Après I love Dick de Chris Kraus, Jewish Cock de Katharina Volckmer : rien à voir entre les deux livres, sans doute, sinon la manière dont le sexe concentre une époque, dans ses espoirs fous comme dans ses failles, dont le sexe articule trajectoire singulière et Histoire collective. Le premier roman de Katharina Volckmer détonne par son insolence, sa liberté radicale, sa puissance. Dans un récit court — le monologue d’une jeune femme jambes écartées face au docteur Seligman —, l’autrice explore la question des corps et des genres, la culpabilité allemande, les liens de l’héritage et de l’identité. Si son texte rappelle Thomas Bernhard ou Woody Allen, Philip Roth ou Kafka, c’est bien une voix singulière qui fait irruption ici et ne laisse aucun répit à son lecteur.

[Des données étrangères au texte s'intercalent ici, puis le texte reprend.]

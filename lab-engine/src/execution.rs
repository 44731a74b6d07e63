//! Process execution for the command injection lab

use crate::error::{LabError, LabResult};
use crate::policy::PolicyFactory;
use crate::traits::ProcessRunner;
use crate::types::{DiagnosticOutcome, DiagnosticReport, PingConfig, ProcessOutput};
use async_trait::async_trait;
use lab_common::SecurityLevel;
use std::process::Stdio;
use std::sync::Arc;
use std::time::{Duration, Instant};
use tokio::process::Command;
use tracing::{debug, info, warn};
use uuid::Uuid;

/// Runs programs with tokio, argument vector only
pub struct TokioProcessRunner {
    timeout: Duration,
}

impl TokioProcessRunner {
    pub fn new(timeout: Duration) -> Self {
        Self { timeout }
    }
}

#[async_trait]
impl ProcessRunner for TokioProcessRunner {
    async fn run(&self, program: &str, args: &[String]) -> LabResult<ProcessOutput> {
        let mut cmd = Command::new(program);
        cmd.args(args)
            .stdin(Stdio::null())
            .stdout(Stdio::piped())
            .stderr(Stdio::piped())
            // dropping the future on timeout must not leave the child behind
            .kill_on_drop(true);

        let started = Instant::now();
        let child = cmd.spawn().map_err(|source| LabError::Spawn {
            program: program.to_string(),
            source,
        })?;

        // wait_with_output drains and closes both pipes before returning
        let output = match tokio::time::timeout(self.timeout, child.wait_with_output()).await {
            Ok(result) => result?,
            Err(_) => {
                warn!(program, timeout_ms = self.timeout.as_millis() as u64, "Process timed out and was killed");
                return Err(LabError::Timeout {
                    program: program.to_string(),
                    duration_ms: self.timeout.as_millis() as u64,
                });
            }
        };

        Ok(ProcessOutput {
            stdout: String::from_utf8_lossy(&output.stdout).into_owned(),
            stderr: String::from_utf8_lossy(&output.stderr).into_owned(),
            exit_code: output.status.code(),
            duration_ms: started.elapsed().as_millis() as u64,
        })
    }
}

/// Builds the ping argument vector for the host platform
#[derive(Debug, Clone)]
pub struct PingCommand {
    program: String,
    count: u32,
}

impl PingCommand {
    pub fn new(program: impl Into<String>, count: u32) -> Self {
        Self {
            program: program.into(),
            count,
        }
    }

    pub fn program(&self) -> &str {
        &self.program
    }

    /// Echo count flag: `-n` on Windows, `-c` everywhere else
    pub fn count_flag() -> &'static str {
        if cfg!(windows) {
            "-n"
        } else {
            "-c"
        }
    }

    /// Full argument list; the target is always the last, single element
    pub fn args(&self, target: &str) -> Vec<String> {
        vec![
            Self::count_flag().to_string(),
            self.count.to_string(),
            target.to_string(),
        ]
    }
}

impl From<&PingConfig> for PingCommand {
    fn from(config: &PingConfig) -> Self {
        Self::new(config.program.clone(), config.count)
    }
}

/// Policy + ping command + runner.
///
/// Every request ends in a `DiagnosticReport`; no input makes `diagnose`
/// fail.
pub struct DiagnosticService {
    runner: Arc<dyn ProcessRunner>,
    ping: PingCommand,
}

impl DiagnosticService {
    pub fn new(runner: Arc<dyn ProcessRunner>, ping: PingCommand) -> Self {
        Self { runner, ping }
    }

    /// Apply the level's policy, then ping the target
    pub async fn diagnose(&self, level: SecurityLevel, raw: &str) -> DiagnosticReport {
        let run_id = Uuid::new_v4();
        let policy = PolicyFactory::create(level);

        let target = match policy.prepare(raw) {
            Ok(target) => target,
            Err(e) => {
                info!(%run_id, %level, error = %e, "Diagnostic target rejected");
                return self.report(run_id, level, raw, None, DiagnosticOutcome::Rejected {
                    message: e.user_message().to_string(),
                });
            }
        };

        let args = self.ping.args(target.as_str());
        debug!(%run_id, program = self.ping.program(), ?args, "Running diagnostic");

        let outcome = match self.runner.run(self.ping.program(), &args).await {
            Ok(output) => {
                info!(
                    %run_id,
                    %level,
                    exit_code = ?output.exit_code,
                    duration_ms = output.duration_ms,
                    "Diagnostic completed"
                );
                DiagnosticOutcome::Completed { output }
            }
            Err(e) => {
                warn!(%run_id, %level, error = %e, "Diagnostic failed");
                DiagnosticOutcome::Failed {
                    message: e.user_message().to_string(),
                }
            }
        };

        self.report(run_id, level, raw, Some(target.into_inner()), outcome)
    }

    fn report(
        &self,
        run_id: Uuid,
        level: SecurityLevel,
        raw: &str,
        argument: Option<String>,
        outcome: DiagnosticOutcome,
    ) -> DiagnosticReport {
        DiagnosticReport {
            run_id,
            level,
            submitted: raw.to_string(),
            argument,
            outcome,
            finished_at: chrono::Utc::now(),
        }
    }
}
use std::sync::Arc;
use axum::{
    extract::{Query, State},
    http::StatusCode,
    response::{Html, IntoResponse, Json},
    routing::get,
    Form, Router,
};
use lab_common::SecurityLevel;
use lab_engine::{
    ContentRoot, DiagnosticService, HelpResolver, Highlighter, PolicyFactory, ProcessRunner,
    PingCommand, SourceResolver, TokioProcessRunner, NOT_FOUND_PLACEHOLDER,
};
use serde::Deserialize;
use tokio::net::TcpListener;
use tower::ServiceBuilder;
use tower_http::trace::TraceLayer;
use tracing::{error, info};

use crate::config::LabConfig;
use crate::health::{HealthChecker, HealthStatus};
use crate::{pages, ServerError};

/// Placeholder for source requests missing a parameter
pub const SOURCE_NOT_FOUND: &str = "<p>Not found</p>";

/// Application state shared across HTTP handlers
#[derive(Clone)]
pub struct AppState {
    diagnostics: Arc<DiagnosticService>,
    help: Arc<HelpResolver>,
    sources: Arc<SourceResolver>,
    health_checker: Arc<HealthChecker>,
    default_security: SecurityLevel,
}

impl AppState {
    /// State backed by the real ping utility
    pub fn from_config(config: &LabConfig) -> Result<Self, ServerError> {
        let runner = Arc::new(TokioProcessRunner::new(std::time::Duration::from_secs(
            config.ping.timeout_secs,
        )));
        Self::with_runner(config, runner)
    }

    /// State with a caller-supplied process runner
    pub fn with_runner(config: &LabConfig, runner: Arc<dyn ProcessRunner>) -> Result<Self, ServerError> {
        let content_root = ContentRoot::new(&config.content_root)?;
        let highlighter = Arc::new(Highlighter::with_theme(&config.highlight_theme));

        Ok(Self {
            diagnostics: Arc::new(DiagnosticService::new(runner, PingCommand::from(&config.ping))),
            help: Arc::new(HelpResolver::new(content_root.clone(), config.default_locale.clone())),
            sources: Arc::new(SourceResolver::new(content_root.clone(), highlighter)),
            health_checker: Arc::new(HealthChecker::new(content_root, config.ping.program.clone())),
            default_security: config.default_security,
        })
    }
}

/// Query parameters for the exec page
#[derive(Debug, Default, Deserialize)]
pub struct ExecQuery {
    pub security: Option<String>,
    pub ip: Option<String>,
}

/// Form body of the ping form
#[derive(Debug, Default, Deserialize)]
pub struct ExecForm {
    pub ip: Option<String>,
    #[serde(rename = "Submit")]
    pub submit: Option<String>,
}

#[derive(Debug, Default, Deserialize)]
pub struct HelpQuery {
    pub id: Option<String>,
    pub security: Option<String>,
    pub locale: Option<String>,
}

#[derive(Debug, Default, Deserialize)]
pub struct SourceQuery {
    pub id: Option<String>,
    pub security: Option<String>,
}

/// Build the router with all lab routes
pub fn build_router(state: AppState) -> Router {
    Router::new()
        .route("/", get(index_handler))
        .route("/health", get(health_handler))
        .route("/vulnerabilities/exec/", get(exec_form_handler).post(exec_submit_handler))
        .route("/vulnerabilities/exec", get(exec_form_handler).post(exec_submit_handler))
        .route("/vulnerabilities/view_help", get(view_help_handler))
        .route("/vulnerabilities/view_source", get(view_source_handler))
        .route("/vulnerabilities/view_source_all", get(view_source_all_handler))
        .fallback(fallback_handler)
        .layer(ServiceBuilder::new().layer(TraceLayer::new_for_http()))
        .with_state(state)
}

/// Serve on an already bound listener until ctrl-c
pub async fn serve(listener: TcpListener, state: AppState) -> Result<(), ServerError> {
    let addr = listener.local_addr()?;
    info!("HTTP server listening on http://{}", addr);

    axum::serve(listener, build_router(state))
        .with_graceful_shutdown(shutdown_signal())
        .await?;

    info!("HTTP server stopped");
    Ok(())
}

async fn shutdown_signal() {
    if let Err(e) = tokio::signal::ctrl_c().await {
        error!("Failed to listen for shutdown signal: {}", e);
        std::future::pending::<()>().await;
    }
}

impl AppState {
    fn level_from(&self, raw: Option<&str>) -> SecurityLevel {
        raw.map(SecurityLevel::normalize).unwrap_or(self.default_security)
    }
}

async fn index_handler(State(state): State<AppState>) -> Html<String> {
    Html(pages::index_page(state.default_security))
}

async fn health_handler(State(state): State<AppState>) -> Json<HealthStatus> {
    Json(state.health_checker.get_health_status())
}

async fn exec_form_handler(
    State(state): State<AppState>,
    Query(query): Query<ExecQuery>,
) -> Html<String> {
    let level = state.level_from(query.security.as_deref());
    let policy = PolicyFactory::create(level);
    Html(pages::exec_page(level, policy.description(), None))
}

/// Run the diagnostic when the form was submitted.
///
/// The target comes from the form body, falling back to the query string.
async fn exec_submit_handler(
    State(state): State<AppState>,
    Query(query): Query<ExecQuery>,
    Form(form): Form<ExecForm>,
) -> Html<String> {
    let level = state.level_from(query.security.as_deref());
    let policy = PolicyFactory::create(level);

    if form.submit.is_none() {
        return Html(pages::exec_page(level, policy.description(), None));
    }

    let target = form.ip.or(query.ip).unwrap_or_default();
    let report = state.diagnostics.diagnose(level, &target).await;
    info!(run_id = %report.run_id, %level, completed = report.is_completed(), "Exec request handled");

    Html(pages::exec_page(level, policy.description(), Some(&report)))
}

async fn view_help_handler(
    State(state): State<AppState>,
    Query(query): Query<HelpQuery>,
) -> Html<String> {
    let (Some(id), Some(_security), Some(locale)) = (query.id, query.security, query.locale) else {
        return Html(pages::not_found_page(NOT_FOUND_PLACEHOLDER));
    };

    let help = state.help.clone();
    let body = tokio::task::spawn_blocking(move || help.render(&id, &locale))
        .await
        .unwrap_or_else(|e| {
            error!("Help rendering task failed: {}", e);
            NOT_FOUND_PLACEHOLDER.to_string()
        });

    Html(pages::help_page(&body))
}

async fn view_source_handler(
    State(state): State<AppState>,
    Query(query): Query<SourceQuery>,
) -> Html<String> {
    let (Some(id), Some(security)) = (query.id, query.security) else {
        return Html(pages::not_found_page(SOURCE_NOT_FOUND));
    };

    // highlighting is CPU bound
    let sources = state.sources.clone();
    match tokio::task::spawn_blocking(move || sources.listing(&id, &security)).await {
        Ok(listing) => Html(pages::source_page(&listing)),
        Err(e) => {
            error!("Source rendering task failed: {}", e);
            Html(pages::not_found_page(SOURCE_NOT_FOUND))
        }
    }
}

async fn view_source_all_handler(
    State(state): State<AppState>,
    Query(query): Query<SourceQuery>,
) -> Html<String> {
    let Some(id) = query.id else {
        return Html(pages::not_found_page(SOURCE_NOT_FOUND));
    };

    let sources = state.sources.clone();
    match tokio::task::spawn_blocking(move || sources.listing_all(&id)).await {
        Ok(listings) => Html(pages::source_all_page(&listings)),
        Err(e) => {
            error!("Source rendering task failed: {}", e);
            Html(pages::not_found_page(SOURCE_NOT_FOUND))
        }
    }
}

async fn fallback_handler() -> impl IntoResponse {
    (StatusCode::NOT_FOUND, Html(pages::not_found_page(NOT_FOUND_PLACEHOLDER)))
}
//! Security levels selecting how strictly a module treats its input

use serde::{Deserialize, Serialize};
use std::fmt;
use std::str::FromStr;
use thiserror::Error;

/// Per-request selector for the validation strength a module applies
#[derive(Debug, Clone, Copy, PartialEq, Eq, Hash, Default, Serialize, Deserialize)]
#[serde(rename_all = "lowercase")]
pub enum SecurityLevel {
    /// No protection at all
    #[default]
    Low,
    /// Incomplete blacklist
    Medium,
    /// Larger blacklist plus format checks
    High,
    /// Allow-list only
    Impossible,
}

/// Returned by `SecurityLevel::from_str` for names outside the four levels
#[derive(Debug, Clone, PartialEq, Eq, Error)]
#[error("Unknown security level: {0}")]
pub struct UnknownSecurityLevel(pub String);

impl SecurityLevel {
    /// Every level, weakest first
    pub const ALL: [SecurityLevel; 4] = [
        SecurityLevel::Low,
        SecurityLevel::Medium,
        SecurityLevel::High,
        SecurityLevel::Impossible,
    ];

    pub fn as_str(&self) -> &'static str {
        match self {
            SecurityLevel::Low => "low",
            SecurityLevel::Medium => "medium",
            SecurityLevel::High => "high",
            SecurityLevel::Impossible => "impossible",
        }
    }

    /// Interpret an untrusted level string.
    ///
    /// Directory components are stripped first, then the name must match one
    /// of the four levels exactly. Anything else falls back to `Low`.
    pub fn normalize(raw: &str) -> Self {
        crate::basename(raw).parse().unwrap_or_default()
    }
}

impl fmt::Display for SecurityLevel {
    fn fmt(&self, f: &mut fmt::Formatter<'_>) -> fmt::Result {
        f.write_str(self.as_str())
    }
}

impl FromStr for SecurityLevel {
    type Err = UnknownSecurityLevel;

    fn from_str(s: &str) -> Result<Self, Self::Err> {
        match s {
            "low" => Ok(SecurityLevel::Low),
            "medium" => Ok(SecurityLevel::Medium),
            "high" => Ok(SecurityLevel::High),
            "impossible" => Ok(SecurityLevel::Impossible),
            other => Err(UnknownSecurityLevel(other.to_string())),
        }
    }
}
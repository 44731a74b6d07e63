if let Some(_) = form.submit {
    // Get input
    let target = form.ip.unwrap_or_default();
    let target = target.trim();

    // Allow-list only: nothing is rewritten
    let pattern = Regex::new(r"^[a-zA-Z0-9.-]+$")?;
    if target.len() > 255 || !pattern.is_match(target) {
        html += &format!("<pre>Invalid target</pre>");
        return Ok(Html(html));
    }

    // Parse as an IPv4 or IPv6 literal
    let target: IpAddr = match target.parse() {
        Ok(ip) => ip,
        Err(_) => {
            html += &format!("<pre>Error: Invalid IP address</pre>");
            return Ok(Html(html));
        }
    };

    // The target is one argument; no shell is involved
    let output = tokio::time::timeout(
        Duration::from_secs(30),
        Command::new("ping")
            .args(["-c", "4", &target.to_string()])
            .kill_on_drop(true)
            .output(),
    )
    .await??;

    // Feedback for the end user
    html += &format!("<pre>{}</pre>", escape_html(&String::from_utf8_lossy(&output.stdout)));
}
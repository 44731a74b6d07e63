//! Input sanitization and validation primitives
//!
//! Two families live here:
//! - blacklists, which remove enumerated substrings and are incomplete by
//!   construction (anything not listed survives);
//! - allow-list checks, which accept only inputs matching a permitted shape.

use lazy_static::lazy_static;
use regex::Regex;
use std::net::IpAddr;
use tracing::debug;

/// Longest hostname accepted by the format check
pub const MAX_TARGET_LEN: usize = 255;

/// Characters stripped from both ends of a target: space, tab, newline,
/// carriage return, NUL and vertical tab. Other Unicode whitespace is kept.
pub const TRIMMED_CHARS: &[char] = &[' ', '\t', '\n', '\r', '\0', '\x0B'];

lazy_static! {
    static ref HOST_PATTERN: Regex = Regex::new(r"^[a-zA-Z0-9.-]+$").unwrap();
    static ref PATH_SEGMENT_PATTERN: Regex = Regex::new(r"(?i)^[a-z0-9_-]+$").unwrap();
}

/// Ordered table of substrings to strip from input
#[derive(Debug, Clone)]
pub struct Blacklist {
    name: &'static str,
    substitutions: &'static [(&'static str, &'static str)],
}

const MEDIUM_SUBSTITUTIONS: &[(&str, &str)] = &[("&&", ""), (";", "")];

const HIGH_SUBSTITUTIONS: &[(&str, &str)] = &[
    ("||", ""),
    ("&", ""),
    (";", ""),
    ("| ", ""),
    ("-", ""),
    ("$", ""),
    ("(", ""),
    (")", ""),
    ("`", ""),
];

impl Blacklist {
    /// Command separators only
    pub fn medium() -> Self {
        Self {
            name: "medium",
            substitutions: MEDIUM_SUBSTITUTIONS,
        }
    }

    /// Separators, substitution syntax and option dashes
    pub fn high() -> Self {
        Self {
            name: "high",
            substitutions: HIGH_SUBSTITUTIONS,
        }
    }

    /// Apply every substitution in table order.
    ///
    /// Each entry rewrites the output of the previous one, so removing a later
    /// entry can join characters into a form an earlier entry would have
    /// caught (`&;&` becomes `&&` under the medium table).
    pub fn apply(&self, input: &str) -> String {
        let output = self
            .substitutions
            .iter()
            .fold(input.to_string(), |acc, (from, to)| acc.replace(from, to));
        if output != input {
            debug!(blacklist = self.name, before = input, after = %output, "Blacklist rewrote target");
        }
        output
    }
}

/// Strip `TRIMMED_CHARS` from both ends
pub fn trim_target(raw: &str) -> &str {
    raw.trim_matches(TRIMMED_CHARS)
}

/// Hostname/IP character class check plus length limit
pub fn matches_host_pattern(target: &str) -> bool {
    target.len() <= MAX_TARGET_LEN && HOST_PATTERN.is_match(target)
}

/// Strict IPv4/IPv6 literal check
pub fn is_ip_address(target: &str) -> bool {
    target.parse::<IpAddr>().is_ok()
}

/// Identifier safe to use as a single path segment
pub fn is_safe_path_segment(segment: &str) -> bool {
    PATH_SEGMENT_PATTERN.is_match(segment)
}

L’image ne quittera plus tout lecteur entré dans cet inclassable premier roman : une jeune femme monologue alors que son médecin s’affaire entre entre ses jambes écartées, pour une opération dont il est impossible de préciser ici la nature, tant son lent dévoilement entre dans le plaisir du texte — et, relisant Jewish Cock, on comprend que tout est pourtant énoncé dès les premières lignes. Une trentenaire soliloque, portée par sa rage, elle confie ses fantasmes, ses colères, ses souvenirs, ses obsessions, dans un stream of consciousness qui compose un dé-lire plus qu’un délire : elle raconte son enfance, ses amours, une vie d’exil à son pays comme à elle-même. Née en Allemagne, installée à Londres, elle a quitté sa langue maternelle et son pays comme on fuit des démons, pour finalement mieux les affronter. Elle parle de son psy qu’elle adore choquer en lui racontant ses fantasmes nazis, de M. Shimada qui crée des sex-toys, de K, un peintre marié et obsédé par le deuil qu’elle a rencontré dans des toilettes publiques.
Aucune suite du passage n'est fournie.